Devan Bailey

Beyssac Beaupuy Marmande
- Position: Guard
- League: British Basketball League

Personal information
- Born: 10 May 1989 (age 36) Rochford, England
- Listed height: 1.87 m (6 ft 2 in)
- Listed weight: 89 kg (196 lb)

Career information
- College: Central Connecticut (2009–2011)
- Playing career: 2011–present

Career history
- 2011–2012: Mersey Tigers
- 2012–2013: Manchester Giants
- 2013–2014: Cheshire Phoenix
- 2014–2017: Saint François Basket
- 2017: Maia Basquetebol Clube
- 2017-2018: Cheshire Phoenix
- 2018-present: Beyssac Beaupuy Marmande

Career highlights
- BBL All-Defensive First Team (2018); HASC All Star (2014);

= Devan Bailey =

British basketball player

Devan Bailey (born 10 May 1989) is a British basketball player.

==College career==
Devan played two seasons of college basketball at Central Connecticut State, appearing in a total of 61 games, before leaving after his second year in 2011.

==Professional career==
After having a trial with Italian Seria A giants Victoria Libertas Pesaro in 2011, Bailey signed his first professional contract with British Basketball League team Mersey Tigers.
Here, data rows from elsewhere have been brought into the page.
use std::sync::Arc;

use thiserror::Error;

use crate::api::ApiError;

pub type Result<T, E = BindError> = std::result::Result<T, E>;

/// Everything that can go wrong between a script call and the host.
///
/// Apart from `Configuration`, every variant is raised back into the
/// interpreter as an exception carrying the display text.
#[derive(Debug, Clone, Error)]
pub enum BindError {
    #[error("configuration error: {0}")]
    Configuration(String),

    #[error("wrong number of arguments for `{name}` (given {given}, expected {expected})")]
    Arity { name: String, given: usize, expected: String },

    #[error("{0}")]
    Type(String),

    #[error("{0}")]
    Validation(String),

    #[error("{class}: could not find class instance")]
    NotFound { class: String },

    #[error(transparent)]
    RemoteApi(#[from] ApiError),

    #[error("host is closed")]
    ClosedHost,

    #[error("io error: {0}")]
    Io(Arc<std::io::Error>),

    #[error(transparent)]
    Script(#[from] mlua::Error),
}

impl BindError {
    pub fn type_error(msg: impl Into<String>) -> Self {
        BindError::Type(msg.into())
    }

    pub fn validation(msg: impl Into<String>) -> Self {
        BindError::Validation(msg.into())
    }
}

impl From<std::io::Error> for BindError {
    fn from(err: std::io::Error) -> Self {
        BindError::Io(Arc::new(err))
    }
}

impl From<BindError> for mlua::Error {
    fn from(err: BindError) -> Self {
        match err {
            BindError::Script(inner) => inner,
            other => mlua::Error::external(other),
        }
    }
}
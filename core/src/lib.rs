pub mod api;
pub mod arity;
pub mod bridge;
pub mod class;
pub mod command;
pub mod error;
pub mod host;
pub mod kinds;
pub mod marshal;
pub mod output;
pub mod session;
pub mod template;
pub mod value;

#[cfg(test)]
mod test_support;

#[cfg(test)]
mod marshal_test;
#[cfg(test)]
mod template_test;

pub use api::{ALL_NAMESPACES, ApiError, ListOptions, ResourceApi};
pub use arity::{ArgSpec, Args};
pub use command::{Category, CommandEntry, CommandRegistry};
pub use error::{BindError, Result};
pub use host::{DEFAULT_NAMESPACE, Host, HostConfig};
pub use output::Capture;
pub use session::Session;
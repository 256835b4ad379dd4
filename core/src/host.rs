//! The interpreter host: one Lua state, its session and its installed commands.

use std::fmt;
use std::io::{self, Write};
use std::rc::Rc;

use mlua::{FromLuaMulti, Lua, Value};
use tracing::debug;

use crate::api::ResourceApi;
use crate::arity::{ArgSpec, Args};
use crate::command::{CommandEntry, CommandRegistry};
use crate::error::{BindError, Result};
use crate::kinds::Classes;
use crate::session::Session;

pub const DEFAULT_NAMESPACE: &str = "default";

/// Chunk name scripts run under unless the caller names them.
const DEFAULT_CHUNK: &str = "script";

/// Everything a host needs before the interpreter starts.
pub struct HostConfig {
    api: Rc<dyn ResourceApi>,
    namespace: String,
    output: Box<dyn Write>,
    observer: Option<Rc<dyn Fn(&str)>>,
}

impl fmt::Debug for HostConfig {
    fn fmt(&self, f: &mut fmt::Formatter<'_>) -> fmt::Result {
        f.debug_struct("HostConfig")
            .field("namespace", &self.namespace)
            .field("observer", &self.observer.is_some())
            .finish_non_exhaustive()
    }
}

impl HostConfig {
    pub fn new(api: Rc<dyn ResourceApi>) -> Self {
        Self {
            api,
            namespace: DEFAULT_NAMESPACE.to_string(),
            output: Box::new(io::stdout()),
            observer: None,
        }
    }

    pub fn namespace(mut self, namespace: impl Into<String>) -> Self {
        self.namespace = namespace.into();
        self
    }

    /// Where `inspect`, `count_pods` and friends print.
    pub fn output(mut self, output: impl Write + 'static) -> Self {
        self.output = Box::new(output);
        self
    }

    /// Called with `name(arg, ...)` for every verb call, after the log event.
    pub fn observer(mut self, observer: impl Fn(&str) + 'static) -> Self {
        self.observer = Some(Rc::new(observer));
        self
    }
}

/// An embedded interpreter wired to a cluster API.
///
/// Garbage collection stays off while the host is open; script objects are
/// owned by the class bridges and released together in [`Host::close`].
pub struct Host {
    lua: Option<Lua>,
    session: Rc<Session>,
    commands: CommandRegistry,
}

impl fmt::Debug for Host {
    fn fmt(&self, f: &mut fmt::Formatter<'_>) -> fmt::Result {
        f.debug_struct("Host")
            .field("open", &self.lua.is_some())
            .field("session", &self.session)
            .field("commands", &self.commands)
            .finish()
    }
}

impl Host {
    /// Start an interpreter, define every resource class and install the
    /// commands whose names are not in `omit`.
    pub fn initialize(config: HostConfig, mut commands: CommandRegistry, omit: &[String]) -> Result<Self> {
        let lua = Lua::new();
        lua.gc_stop();

        let classes = Classes::define(&lua).map_err(|e| BindError::Configuration(format!("defining classes: {e}")))?;
        let session = Rc::new(Session::new(
            config.api,
            config.namespace,
            config.output,
            config.observer,
            classes,
        ));
        lua.set_app_data(Rc::clone(&session));

        commands.omit(omit);
        commands.install(&lua)?;

        debug!(
            target: "rk::host",
            namespace = session.default_namespace(),
            verbs = commands.verbs().len(),
            functions = commands.functions().len(),
            "host initialized"
        );

        Ok(Self {
            lua: Some(lua),
            session,
            commands,
        })
    }

    fn open_lua(&self) -> Result<&Lua> {
        self.lua.as_ref().ok_or(BindError::ClosedHost)
    }

    /// Register and install a verb on a running host.
    pub fn register_verb<F>(&mut self, name: &str, spec: ArgSpec, handler: F) -> Result<()>
    where
        F: Fn(&Lua, &Session, Args) -> Result<Value> + 'static,
    {
        let lua = self.lua.as_ref().ok_or(BindError::ClosedHost)?;
        let entry = self.commands.register_verb(name, spec, handler)?;
        entry.install(lua)
    }

    /// Register and install a function on a running host.
    pub fn register_function<F>(&mut self, name: &str, spec: ArgSpec, handler: F) -> Result<()>
    where
        F: Fn(&Lua, &Session, Args) -> Result<Value> + 'static,
    {
        let lua = self.lua.as_ref().ok_or(BindError::ClosedHost)?;
        let entry: CommandEntry = self.commands.register_function(name, spec, handler)?;
        entry.install(lua)
    }

    /// Evaluate `script` and return the value of its last expression.
    pub fn run(&self, script: &str) -> Result<Value> {
        self.run_named(script, DEFAULT_CHUNK)
    }

    /// Like [`Host::run`], reporting errors against `chunk`.
    pub fn run_named(&self, script: &str, chunk: &str) -> Result<Value> {
        let lua = self.open_lua()?;
        Ok(lua.load(script).set_name(chunk).eval::<Value>()?)
    }

    /// Evaluate `script` and convert its results.
    pub fn eval<R: FromLuaMulti>(&self, script: &str) -> Result<R> {
        let lua = self.open_lua()?;
        Ok(lua.load(script).set_name(DEFAULT_CHUNK).eval::<R>()?)
    }

    pub fn lua(&self) -> Result<&Lua> {
        self.open_lua()
    }

    pub fn session(&self) -> &Rc<Session> {
        &self.session
    }

    pub fn commands(&self) -> &CommandRegistry {
        &self.commands
    }

    pub fn is_closed(&self) -> bool {
        self.lua.is_none()
    }

    /// Release every script object and shut the interpreter down.
    pub fn close(&mut self) -> Result<()> {
        let lua = self.lua.take().ok_or(BindError::ClosedHost)?;
        let classes = self.session.classes();
        for (class, count) in classes.object_counts() {
            debug!(target: "rk::host", class, count, "releasing objects");
        }
        classes.clear();
        lua.remove_app_data::<Rc<Session>>();
        lua.gc_restart();
        lua.gc_collect()?;
        drop(lua);
        debug!(target: "rk::host", "host closed");
        Ok(())
    }
}

impl Drop for Host {
    fn drop(&mut self) {
        if self.lua.is_some() {
            let _ = self.close();
        }
    }
}
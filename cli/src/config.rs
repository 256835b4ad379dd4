//! `rk.toml`: defaults for namespace, cluster snapshots and omitted commands.

use std::fs;
use std::path::{Path, PathBuf};

use anyhow::{Context, Result};
use serde::Deserialize;
use tracing::debug;

use rk_core::DEFAULT_NAMESPACE;

pub const DEFAULT_CONFIG_FILE: &str = "rk.toml";

#[derive(Debug, Clone, Default, PartialEq, Eq, Deserialize)]
#[serde(default, deny_unknown_fields)]
pub struct FileConfig {
    pub namespace: Option<String>,
    pub manifests: Vec<PathBuf>,
    pub omit: Vec<String>,
}

impl FileConfig {
    pub fn from_toml_str(source: &str) -> Result<Self> {
        Ok(toml::from_str(source)?)
    }

    /// Read a config file. Relative manifest paths are taken from the file's directory.
    pub fn load(path: &Path) -> Result<Self> {
        let source = fs::read_to_string(path).with_context(|| format!("reading config {}", path.display()))?;
        let mut config = Self::from_toml_str(&source).with_context(|| format!("parsing config {}", path.display()))?;
        if let Some(dir) = path.parent() {
            for manifest in &mut config.manifests {
                if manifest.is_relative() {
                    *manifest = dir.join(&*manifest);
                }
            }
        }
        Ok(config)
    }

    /// The explicit file if given, else `./rk.toml` when it exists.
    pub fn discover(explicit: Option<&Path>) -> Result<Self> {
        match explicit {
            Some(path) => Self::load(path),
            None => {
                let fallback = Path::new(DEFAULT_CONFIG_FILE);
                if fallback.is_file() {
                    debug!(path = DEFAULT_CONFIG_FILE, "using config from working directory");
                    Self::load(fallback)
                } else {
                    Ok(Self::default())
                }
            }
        }
    }
}

/// Flag values layered over the file.
#[derive(Debug, Clone, Copy, Default)]
pub struct Overrides<'a> {
    pub namespace: Option<&'a str>,
    pub manifests: &'a [PathBuf],
    pub omit: &'a [String],
}

#[derive(Debug, Clone, PartialEq, Eq)]
pub struct Settings {
    pub namespace: String,
    pub manifests: Vec<PathBuf>,
    pub omit: Vec<String>,
}

impl Settings {
    /// Flags replace the file's namespace and manifests; omit lists are combined.
    pub fn merge(file: FileConfig, flags: Overrides<'_>) -> Self {
        let namespace = flags
            .namespace
            .map(str::to_string)
            .or(file.namespace)
            .unwrap_or_else(|| DEFAULT_NAMESPACE.to_string());
        let manifests = if flags.manifests.is_empty() {
            file.manifests
        } else {
            flags.manifests.to_vec()
        };
        let mut omit = file.omit;
        for name in flags.omit {
            if !omit.contains(name) {
                omit.push(name.clone());
            }
        }
        Self {
            namespace,
            manifests,
            omit,
        }
    }
}
use serde::{Deserialize, Serialize};
use serde_json::json;

use super::{Attribute, ObjectMeta, PodSpec, Resource};

#[derive(Debug, Clone, Default, PartialEq, Serialize, Deserialize)]
#[serde(rename_all = "camelCase", default)]
pub struct Deployment {
    pub metadata: ObjectMeta,
    pub spec: DeploymentSpec,
    pub status: DeploymentStatus,
}

#[derive(Debug, Clone, Default, PartialEq, Serialize, Deserialize)]
#[serde(rename_all = "camelCase", default)]
pub struct DeploymentSpec {
    #[serde(skip_serializing_if = "Option::is_none")]
    pub replicas: Option<i32>,
    pub template: PodTemplateSpec,
}

#[derive(Debug, Clone, Default, PartialEq, Serialize, Deserialize)]
#[serde(rename_all = "camelCase", default)]
pub struct PodTemplateSpec {
    pub metadata: ObjectMeta,
    pub spec: PodSpec,
}

#[derive(Debug, Clone, Default, PartialEq, Serialize, Deserialize)]
#[serde(rename_all = "camelCase", default)]
pub struct DeploymentStatus {
    #[serde(skip_serializing_if = "Option::is_none")]
    pub replicas: Option<i32>,
    #[serde(skip_serializing_if = "Option::is_none")]
    pub ready_replicas: Option<i32>,
    #[serde(skip_serializing_if = "Option::is_none")]
    pub available_replicas: Option<i32>,
}

impl Resource for Deployment {
    const KIND: &'static str = "Deployment";
    const ITEM_CLASS: &'static str = "Deployment";
    const COLLECTION_CLASS: &'static str = "Deployments";

    fn metadata(&self) -> &ObjectMeta {
        &self.metadata
    }

    fn attributes() -> Vec<Attribute<Self>> {
        vec![
            Attribute {
                name: "replicas",
                read: |d| json!(d.spec.replicas),
            },
            Attribute {
                name: "ready_replicas",
                read: |d| json!(d.status.ready_replicas.unwrap_or(0)),
            },
            Attribute {
                name: "images",
                read: |d| json!(d.spec.template.spec.containers.iter().map(|c| c.image.as_str()).collect::<Vec<_>>()),
            },
        ]
    }
}
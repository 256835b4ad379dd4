//! Script classes generated once per resource kind.
//!
//! For a kind `R` the template yields a collection class (`R::COLLECTION_CLASS`)
//! holding an ordered list of fetched items, and an item class
//! (`R::ITEM_CLASS`) holding one item. Indexing, `first`, `last`, `any` and
//! `each` on a collection hand out fresh item instances.

use std::rc::{Rc, Weak};

use mlua::{Lua, Table, Value};
use rand::Rng;
use regex::Regex;
use tracing::debug;

use crate::api::{self, ListOptions};
use crate::arity::{ArgSpec, Args};
use crate::bridge::Bridge;
use crate::class::{ClassDefinition, INDEXER};
use crate::error::{BindError, Result};
use crate::kinds::Resource;
use crate::marshal::StringHash;
use crate::session::Session;
use crate::value::to_lua;

/// Keys accepted by the table form of a name filter.
pub const FILTER_KEYS: &[&str] = &["labels", "name"];

/// Vars bag of a collection instance.
#[derive(Debug, Clone)]
pub struct ListVars<R> {
    pub items: Vec<R>,
    /// The query of the last fetch, replayed by `update`.
    pub query: Option<Query>,
}

impl<R> Default for ListVars<R> {
    fn default() -> Self {
        Self {
            items: Vec::new(),
            query: None,
        }
    }
}

/// Vars bag of an item instance.
#[derive(Debug, Clone, Default)]
pub struct ItemVars<R> {
    pub item: R,
}

pub type CollectionClass<R> = Rc<Bridge<ListVars<R>>>;
pub type ItemClass<R> = Rc<Bridge<ItemVars<R>>>;

/// What a fetch asks for: namespace (nil means the session default), an
/// optional name pattern and list options passed to the API.
#[derive(Debug, Clone, Default)]
pub struct Query {
    pub namespace: Option<String>,
    pub name: Option<Regex>,
    pub options: ListOptions,
}

impl Query {
    /// Parse `fetch!(namespace?, filter?)` arguments. The filter is either a
    /// pattern string or a table with `name` and `labels` keys.
    pub fn from_args(args: &Args) -> Result<Self> {
        let mut query = Query {
            namespace: args.opt_string(0)?,
            ..Query::default()
        };
        match args.get(1) {
            Value::Nil => {}
            Value::String(s) => query.name = Some(compile_pattern(&s.to_string_lossy())?),
            Value::Table(t) => {
                let filter = StringHash::from_table(t, args.name(), FILTER_KEYS)?;
                if let Some(pattern) = filter.get("name") {
                    query.name = Some(compile_pattern(pattern)?);
                }
                if let Some(selector) = filter.get("labels") {
                    query.options = ListOptions::with_labels(selector);
                }
            }
            other => {
                return Err(BindError::type_error(format!(
                    "{}: filter must be a string or a table, got {}",
                    args.name(),
                    other.type_name()
                )));
            }
        }
        Ok(query)
    }

    pub fn matches<R: Resource>(&self, item: &R) -> bool {
        self.name.as_ref().is_none_or(|re| re.is_match(&item.metadata().name))
    }
}

fn compile_pattern(pattern: &str) -> Result<Regex> {
    Regex::new(pattern).map_err(|e| BindError::validation(format!("invalid name pattern `{pattern}`: {e}")))
}

/// Map a script index onto a list of `len` items: `[0, len)` counts from the
/// front, `[-len, 0)` from the back, anything else selects nothing.
pub fn resolve_index(index: i64, len: usize) -> Option<usize> {
    let len = i64::try_from(len).ok()?;
    if (0..len).contains(&index) {
        Some(index as usize)
    } else if (-len..0).contains(&index) {
        Some((len + index) as usize)
    } else {
        None
    }
}

/// Run `query` and replace the items of the collection `this` in place.
/// Returns the new item count.
pub fn fetch<R: Resource>(lua: &Lua, class: &Bridge<ListVars<R>>, this: &Table, query: Query) -> Result<usize> {
    let vars = class.lookup_vars(this)?;
    let session = Session::current(lua)?;
    let namespace = session.resolve_namespace(query.namespace.as_deref());
    let listed: Vec<R> = api::list_as(session.api(), R::KIND, namespace, &query.options)?;
    let items: Vec<R> = listed.into_iter().filter(|item| query.matches(item)).collect();
    let count = items.len();
    debug!(target: "rk::template", class = R::COLLECTION_CLASS, namespace, count, "fetched");

    let mut vars = vars.borrow_mut();
    vars.items = items;
    vars.query = Some(query);
    Ok(count)
}

/// Replay the last fetch of `this`; a collection never fetched runs the default query.
pub fn update<R: Resource>(lua: &Lua, class: &Bridge<ListVars<R>>, this: &Table) -> Result<usize> {
    let query = class.lookup_vars(this)?.borrow().query.clone().unwrap_or_default();
    fetch(lua, class, this, query)
}

/// Wrap `item` in a new instance of the item class.
pub fn wrap_item<R: Resource>(lua: &Lua, items: &Bridge<ItemVars<R>>, item: R) -> Result<Value> {
    Ok(Value::Table(items.create_with(lua, ItemVars { item })?))
}

fn items_of<R: Resource>(class: &Weak<Bridge<ListVars<R>>>, this: &Table) -> Result<Vec<R>> {
    let vars = Bridge::upgrade(class)?.lookup_vars(this)?;
    let items = vars.borrow().items.clone();
    Ok(items)
}

/// Select one item by position and wrap it, or nil when there is none.
fn pick<R, F>(lua: &Lua, class: &Weak<Bridge<ListVars<R>>>, items: &Weak<Bridge<ItemVars<R>>>, this: &Table, select: F) -> Result<Value>
where
    R: Resource,
    F: FnOnce(usize) -> Option<usize>,
{
    let vars = Bridge::upgrade(class)?.lookup_vars(this)?;
    let item = {
        let vars = vars.borrow();
        select(vars.items.len()).and_then(|i| vars.items.get(i).cloned())
    };
    match item {
        Some(item) => wrap_item(lua, &*Bridge::upgrade(items)?, item),
        None => Ok(Value::Nil),
    }
}

pub fn define_collection_class<R: Resource>(lua: &Lua, items: &ItemClass<R>) -> Result<CollectionClass<R>> {
    let class: CollectionClass<R> = Bridge::new(R::COLLECTION_CLASS);
    let weak = Rc::downgrade(&class);
    let item_class = Rc::downgrade(items);

    let fetch_method = {
        let weak = weak.clone();
        move |lua: &Lua, this: &Table, args: Args| -> Result<Value> {
            let query = Query::from_args(&args)?;
            fetch(lua, &*Bridge::upgrade(&weak)?, this, query)?;
            Ok(Value::Table(this.clone()))
        }
    };

    let def = class
        .common_methods(ClassDefinition::new(R::COLLECTION_CLASS))
        .instance_method("fetch!", ArgSpec::opt(2), fetch_method.clone())
        .instance_method("fetch", ArgSpec::opt(2), fetch_method)
        .instance_method("update", ArgSpec::none(), {
            let weak = weak.clone();
            move |lua, this, _args| {
                update(lua, &*Bridge::upgrade(&weak)?, this)?;
                Ok(Value::Table(this.clone()))
            }
        })
        .instance_method("inspect", ArgSpec::none(), {
            let weak = weak.clone();
            move |lua, this, _args| {
                let session = Session::current(lua)?;
                for (n, item) in items_of(&weak, this)?.iter().enumerate() {
                    let meta = item.metadata();
                    session.println(format_args!("{}: {}/{}", n, meta.namespace, meta.name))?;
                }
                Ok(Value::Table(this.clone()))
            }
        })
        .instance_method(INDEXER, ArgSpec::req(1), {
            let weak = weak.clone();
            let item_class = item_class.clone();
            move |lua, this, args| {
                let index = match args.get(0) {
                    Value::Integer(n) => *n,
                    other => {
                        return Err(BindError::type_error(format!(
                            "{}: index must be an integer, got {}",
                            R::COLLECTION_CLASS,
                            other.type_name()
                        )));
                    }
                };
                pick(lua, &weak, &item_class, this, |len| resolve_index(index, len))
            }
        })
        .instance_method("count", ArgSpec::none(), {
            let weak = weak.clone();
            move |_lua, this, _args| {
                let vars = Bridge::upgrade(&weak)?.lookup_vars(this)?;
                let count = vars.borrow().items.len();
                Ok(Value::Integer(count as i64))
            }
        })
        .instance_method("first", ArgSpec::none(), {
            let weak = weak.clone();
            let item_class = item_class.clone();
            move |lua, this, _args| pick(lua, &weak, &item_class, this, |len| (len > 0).then_some(0))
        })
        .instance_method("last", ArgSpec::none(), {
            let weak = weak.clone();
            let item_class = item_class.clone();
            move |lua, this, _args| pick(lua, &weak, &item_class, this, |len| len.checked_sub(1))
        })
        .instance_method("any", ArgSpec::none(), {
            let weak = weak.clone();
            let item_class = item_class.clone();
            move |lua, this, _args| {
                pick(lua, &weak, &item_class, this, |len| {
                    (len > 0).then(|| rand::thread_rng().gen_range(0..len))
                })
            }
        })
        .instance_method("each", ArgSpec::block(), {
            let weak = weak.clone();
            let item_class = item_class.clone();
            move |lua, this, args| {
                let block = args.block()?;
                let items = Bridge::upgrade(&item_class)?;
                for item in items_of(&weak, this)? {
                    let handle = wrap_item(lua, &items, item)?;
                    block.call::<()>(handle)?;
                }
                Ok(Value::Table(this.clone()))
            }
        });

    class.bind(def.install(lua)?)?;
    Ok(class)
}

pub fn define_item_class<R: Resource>(lua: &Lua) -> Result<ItemClass<R>> {
    let class: ItemClass<R> = Bridge::new(R::ITEM_CLASS);
    let weak = Rc::downgrade(&class);

    let mut def = class
        .common_methods(ClassDefinition::new(R::ITEM_CLASS))
        .instance_method("name", ArgSpec::none(), {
            let weak = weak.clone();
            move |lua, this, _args| {
                let name = item_of(&weak, this)?.metadata().name.clone();
                Ok(Value::String(lua.create_string(&name)?))
            }
        })
        .instance_method("namespace", ArgSpec::none(), {
            let weak = weak.clone();
            move |lua, this, _args| {
                let namespace = item_of(&weak, this)?.metadata().namespace.clone();
                Ok(Value::String(lua.create_string(&namespace)?))
            }
        })
        .instance_method("labels", ArgSpec::none(), {
            let weak = weak.clone();
            move |lua, this, _args| to_lua(lua, &item_of(&weak, this)?.metadata().labels)
        })
        .instance_method("inspect", ArgSpec::none(), {
            let weak = weak.clone();
            move |lua, this, _args| {
                let item = item_of(&weak, this)?;
                let meta = item.metadata();
                Session::current(lua)?.println(format_args!("{}/{}", meta.namespace, meta.name))?;
                Ok(Value::Table(this.clone()))
            }
        })
        .instance_method("to_h", ArgSpec::none(), {
            let weak = weak.clone();
            move |lua, this, _args| to_lua(lua, &item_of(&weak, this)?)
        });

    for attribute in R::attributes() {
        let weak = weak.clone();
        let read = attribute.read;
        def = def.instance_method(attribute.name, ArgSpec::none(), move |lua, this, _args| {
            to_lua(lua, &read(&item_of(&weak, this)?))
        });
    }

    class.bind(def.install(lua)?)?;
    Ok(class)
}

fn item_of<R: Resource>(class: &Weak<Bridge<ItemVars<R>>>, this: &Table) -> Result<R> {
    let vars = Bridge::upgrade(class)?.lookup_vars(this)?;
    let item = vars.borrow().item.clone();
    Ok(item)
}
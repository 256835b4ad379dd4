//! Logged top-level commands.

use mlua::{Lua, Value};

use rk_core::api::{self, ALL_NAMESPACES, ListOptions};
use rk_core::kinds::{ObjectMeta, Pod, PodSpec, Resource};
use rk_core::marshal;
use rk_core::template::{self, CollectionClass, Query};
use rk_core::{ArgSpec, Args, CommandRegistry, Result, Session};

pub fn register(commands: &mut CommandRegistry) -> Result<()> {
    commands.register_verb("pods", ArgSpec::opt(2), |lua, session, args| {
        fetch_new(lua, &session.classes().pods, &args)
    })?;
    commands.register_verb("services", ArgSpec::opt(2), |lua, session, args| {
        fetch_new(lua, &session.classes().services, &args)
    })?;
    commands.register_verb("deployments", ArgSpec::opt(2), |lua, session, args| {
        fetch_new(lua, &session.classes().deployments, &args)
    })?;
    commands.register_verb("count_pods", ArgSpec::none(), count_pods)?;
    commands.register_verb("new_app", ArgSpec::req(1), new_app)?;
    Ok(())
}

/// A new collection, fetched with the verb's own arguments.
fn fetch_new<R: Resource>(lua: &Lua, class: &CollectionClass<R>, args: &Args) -> Result<Value> {
    let query = Query::from_args(args)?;
    let this = class.create(lua)?.this;
    template::fetch(lua, class, &this, query)?;
    Ok(Value::Table(this))
}

fn count_pods(_lua: &Lua, session: &Session, _args: Args) -> Result<Value> {
    let pods: Vec<Pod> = api::list_as(session.api(), Pod::KIND, ALL_NAMESPACES, &ListOptions::default())?;
    session.println(format_args!("There are {} pods in the cluster", pods.len()))?;
    Ok(Value::Integer(pods.len() as i64))
}

/// Build an unsaved single-container pod in the default namespace.
fn new_app(lua: &Lua, session: &Session, args: Args) -> Result<Value> {
    let container = marshal::container_from_table(&args.table(0)?, args.name())?;
    let pod = Pod {
        metadata: ObjectMeta {
            name: container.name.clone(),
            namespace: session.default_namespace().to_string(),
            ..ObjectMeta::default()
        },
        spec: PodSpec {
            containers: vec![container],
            ..PodSpec::default()
        },
        ..Pod::default()
    };
    template::wrap_item(lua, &session.classes().pod, pod)
}
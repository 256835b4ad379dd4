mod tests {
    use std::fs;
    use std::path::PathBuf;

    use anyhow::Result;

    use crate::config::{FileConfig, Overrides, Settings};

    #[test]
    fn test_defaults_without_file_or_flags() {
        let settings = Settings::merge(FileConfig::default(), Overrides::default());
        assert_eq!(settings.namespace, "default");
        assert!(settings.manifests.is_empty());
        assert!(settings.omit.is_empty());
    }

    #[test]
    fn test_flags_override_file() -> Result<()> {
        let file = FileConfig::from_toml_str(
            r#"
namespace = "shop"
manifests = ["cluster.yaml"]
omit = ["import"]
"#,
        )?;
        let flag_manifests = vec![PathBuf::from("other.yaml")];
        let flag_omit = vec!["count_pods".to_string(), "import".to_string()];
        let settings = Settings::merge(
            file.clone(),
            Overrides {
                namespace: Some("staging"),
                manifests: &flag_manifests,
                omit: &flag_omit,
            },
        );
        assert_eq!(settings.namespace, "staging");
        assert_eq!(settings.manifests, flag_manifests);
        assert_eq!(settings.omit, vec!["import".to_string(), "count_pods".to_string()]);

        let from_file = Settings::merge(file, Overrides::default());
        assert_eq!(from_file.namespace, "shop");
        assert_eq!(from_file.manifests, vec![PathBuf::from("cluster.yaml")]);
        Ok(())
    }

    #[test]
    fn test_unknown_keys_are_rejected() {
        assert!(FileConfig::from_toml_str("namespaces = \"x\"").is_err());
    }

    #[test]
    fn test_manifest_paths_relative_to_config_file() -> Result<()> {
        let dir = tempfile::tempdir()?;
        let path = dir.path().join("rk.toml");
        fs::write(&path, "manifests = [\"snap.yaml\", \"/abs/snap.yaml\"]\n")?;
        let config = FileConfig::load(&path)?;
        assert_eq!(
            config.manifests,
            vec![dir.path().join("snap.yaml"), PathBuf::from("/abs/snap.yaml")]
        );
        Ok(())
    }

    #[test]
    fn test_explicit_missing_config_fails() {
        let err = FileConfig::discover(Some(std::path::Path::new("/no/such/rk.toml"))).unwrap_err();
        assert!(format!("{:#}", err).contains("reading config"));
    }
}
Throughout the 2011–2012 season, he averaged 9.4 points-per-game in 32 appearances. In 2012, he signed for Manchester Giants where he was reunited with Coach Jeff Jones who trained Bailey during his days in the Manchester Magic junior teams. In 30 games for the Giants, Bailey averaged 8.6 points and 3.5 assists. In 2013, Bailey signed for Cheshire Phoenix.

==International==
Bailey is part of the Great Britain national basketball team, having earned 13 caps. He represented England at the 2012 event of the 3x3 World Championships in Greece.